Kubernetes Complexity Fatigue and the Art of Keeping it Simple

October 5, 2020 was a day I could easily forget amidst the constant rush to keep our platform running smoothly. It had been a few weeks since we rolled out ArgoCD as part of our CI/CD pipeline, and while it promised a lot of automation and simplicity, the reality of managing Kubernetes complexity was starting to set in.

The day began with a flurry of alerts from our monitoring systems. A couple of our services were showing degraded performance, and I found myself diving into logs to figure out what had gone wrong. As I scrolled through the verbose output, I couldn’t help but feel that Kubernetes, while incredibly powerful, was also one of the most complex tools we’ve ever worked with.

I sat down at my desk, trying to understand why our app was running slower than usual. It wasn’t just a matter of fixing a single line of code or tweaking a configuration; this required digging through YAML files and understanding how our services were orchestrated across multiple nodes. The ArgoCD deployment had introduced a new layer of complexity that I hadn’t fully appreciated.

I opened up the Backstage portal, hoping to find some clues about recent changes in our infrastructure. It’s amazing what an internal developer portal can do for visibility—back when we first set it up, we thought it would be useful for onboarding and documentation, but now it serves as a centralized hub for monitoring, service management, and more.

As I navigated through the portal, I noticed a few issues flagged by the SRE team. They were tracking down some flakiness in our database connections, which seemed to coincide with the recent Kubernetes deployment. It was a reminder that even when things look smooth from the outside, the underlying infrastructure can still cause headaches.

The day dragged on as I worked through these issues, but it wasn’t just about debugging. There was an underlying feeling of complexity fatigue starting to set in. The number of moving parts in our system had grown significantly, and while tools like ArgoCD were supposed to make life easier, they also introduced new challenges.

Around lunchtime, the team joined me for a quick stand-up. We talked through the issues we were facing and shared some ideas about how to address them. One idea was to start breaking down our services into smaller, more manageable components. Another suggestion was to revisit our logging strategy—maybe make it less verbose so that when an issue does arise, it’s easier to pinpoint the cause.

After lunch, I spent a bit of time tweaking our logging configuration. I added some more context to help us better understand what was happening in each service at any given moment. It wasn’t glamorous work, but sometimes the simplest changes can make a big difference.

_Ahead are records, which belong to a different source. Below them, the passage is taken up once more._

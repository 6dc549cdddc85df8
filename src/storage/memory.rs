//! In-process [`BlobStore`] for tests and storage-less deployments.

use std::collections::HashMap;
use std::sync::RwLock;

use async_trait::async_trait;

use crate::error::StorageError;
use crate::traits::BlobStore;

/// Blob store backed by a `HashMap`. Contents are lost on drop.
#[derive(Debug, Default)]
pub struct MemoryBlobStore {
    blobs: RwLock<HashMap<String, String>>,
}

impl MemoryBlobStore {
    /// Create an empty store.
    #[must_use]
    pub fn new() -> Self {
        Self::default()
    }
}

#[async_trait]
impl BlobStore for MemoryBlobStore {
    async fn get_blob(&self, key: &str) -> Result<Option<String>, StorageError> {
        let blobs = self.blobs.read().map_err(|e| StorageError::Internal {
            message: format!("Blob map lock poisoned: {e}"),
        })?;
        Ok(blobs.get(key).cloned())
    }

    async fn set_blob(&self, key: &str, value: &str) -> Result<(), StorageError> {
        let mut blobs = self.blobs.write().map_err(|e| StorageError::Internal {
            message: format!("Blob map lock poisoned: {e}"),
        })?;
        blobs.insert(key.to_string(), value.to_string());
        Ok(())
    }
}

In the evening, as I sat back and took stock of the day, it struck me that we were at a crossroads. We could continue down the path of ever-increasing complexity by adding more layers of automation and orchestration, or we could focus on simplifying our architecture to reduce cognitive load for everyone involved. The latter seemed like a better approach.

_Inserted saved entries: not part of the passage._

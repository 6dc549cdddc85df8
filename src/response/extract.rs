//! Locate and parse the JSON object inside a model reply.

use serde_json::{Map, Value};

use crate::error::ResponseError;

/// Maximum size of a model reply in bytes.
pub const MAX_JSON_SIZE: usize = 100_000;

/// Parse the span from the first `{` to the last `}` of `raw` as a JSON object.
///
/// Surrounding prose and code fences are ignored.
///
/// # Errors
///
/// - [`ResponseError::TooLarge`] if `raw` exceeds [`MAX_JSON_SIZE`] bytes
/// - [`ResponseError::NoJson`] if there is no `{ ... }` span
/// - [`ResponseError::JsonParseFailed`] if the span is not a JSON object
pub fn extract_json(raw: &str) -> Result<Map<String, Value>, ResponseError> {
    // Size check before any scanning.
    if raw.len() > MAX_JSON_SIZE {
        return Err(ResponseError::TooLarge {
            size: raw.len(),
            max: MAX_JSON_SIZE,
        });
    }

    let (Some(first), Some(last)) = (raw.find('{'), raw.rfind('}')) else {
        return Err(ResponseError::NoJson);
    };
    if first >= last {
        return Err(ResponseError::NoJson);
    }

    // Both indices sit on ASCII braces, so the slice is on char boundaries.
    let candidate = &raw[first..=last];
    match serde_json::from_str::<Value>(candidate) {
        Ok(Value::Object(map)) => Ok(map),
        Ok(_) => Err(ResponseError::JsonParseFailed {
            message: "expected a JSON object".into(),
        }),
        Err(e) => Err(ResponseError::JsonParseFailed {
            message: e.to_string(),
        }),
    }
}

#[cfg(test)]
#[allow(clippy::unwrap_used, clippy::expect_used)]
mod tests {
    use super::*;
    use pretty_assertions::assert_eq;

    #[test]
    fn test_extract_bare_object() {
        let map = extract_json(r#"{"latestNews": []}"#).unwrap();
        assert!(map.contains_key("latestNews"));
    }

    #[test]
    fn test_extract_from_fenced_reply() {
        let raw = "Here you go:\n```json\n{\"featuredPrograms\":[],\"latestNews\":[]}\n```";
        let map = extract_json(raw).unwrap();
        assert_eq!(map.len(), 2);
    }

    #[test]
    fn test_extract_nested_braces() {
        let raw = r#"Sure! {"featuredPrograms": [{"title": "A"}]} Hope that helps {:}"#;
        // The last brace belongs to trailing prose, which breaks parsing.
        assert!(matches!(
            extract_json(raw),
            Err(ResponseError::JsonParseFailed { .. })
        ));

        let raw = r#"Sure! {"featuredPrograms": [{"title": "A"}]} done"#;
        let map = extract_json(raw).unwrap();
        assert_eq!(map["featuredPrograms"][0]["title"], "A");
    }

    #[test]
    fn test_no_braces() {
        assert_eq!(extract_json("no json here"), Err(ResponseError::NoJson));
        assert_eq!(extract_json(""), Err(ResponseError::NoJson));
    }

    #[test]
    fn test_reversed_braces() {
        assert_eq!(extract_json("} then {"), Err(ResponseError::NoJson));
    }

    #[test]
    fn test_invalid_json() {
        let err = extract_json("{not: valid}").unwrap_err();
        assert!(matches!(err, ResponseError::JsonParseFailed { .. }));
    }

    #[test]
    fn test_bare_array_has_no_object() {
        assert_eq!(extract_json("[1, 2]"), Err(ResponseError::NoJson));
    }

    #[test]
    fn test_size_limit() {
        let within = format!("{{\"d\":\"{}\"}}", "x".repeat(MAX_JSON_SIZE - 10));
        assert!(extract_json(&within).is_ok());

        let huge = "x".repeat(MAX_JSON_SIZE + 1);
        assert_eq!(
            extract_json(&huge),
            Err(ResponseError::TooLarge {
                size: MAX_JSON_SIZE + 1,
                max: MAX_JSON_SIZE,
            })
        );
    }

    #[test]
    fn test_multibyte_prose_around_json() {
        let map = extract_json("Voilà: {\"latestNews\": []} ✓").unwrap();
        assert!(map.contains_key("latestNews"));
    }
}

As I typed up my notes for the next day’s stand-up, I realized that this wasn’t just about solving immediate problems—it was also about setting a path forward. We needed to embrace simplicity and elegance in our designs, even if it meant sacrificing some of the latest and greatest technologies.

That night, as I reflected on the day, I couldn’t help but think about how far we’ve come and how much more we can achieve by keeping things simple. The tech world might be all about complexity, but sometimes the best solutions are the simplest ones.

This post captures a moment of struggle with the increasing complexity in our infrastructure while reflecting on simpler solutions that might bring us more benefits in the long run.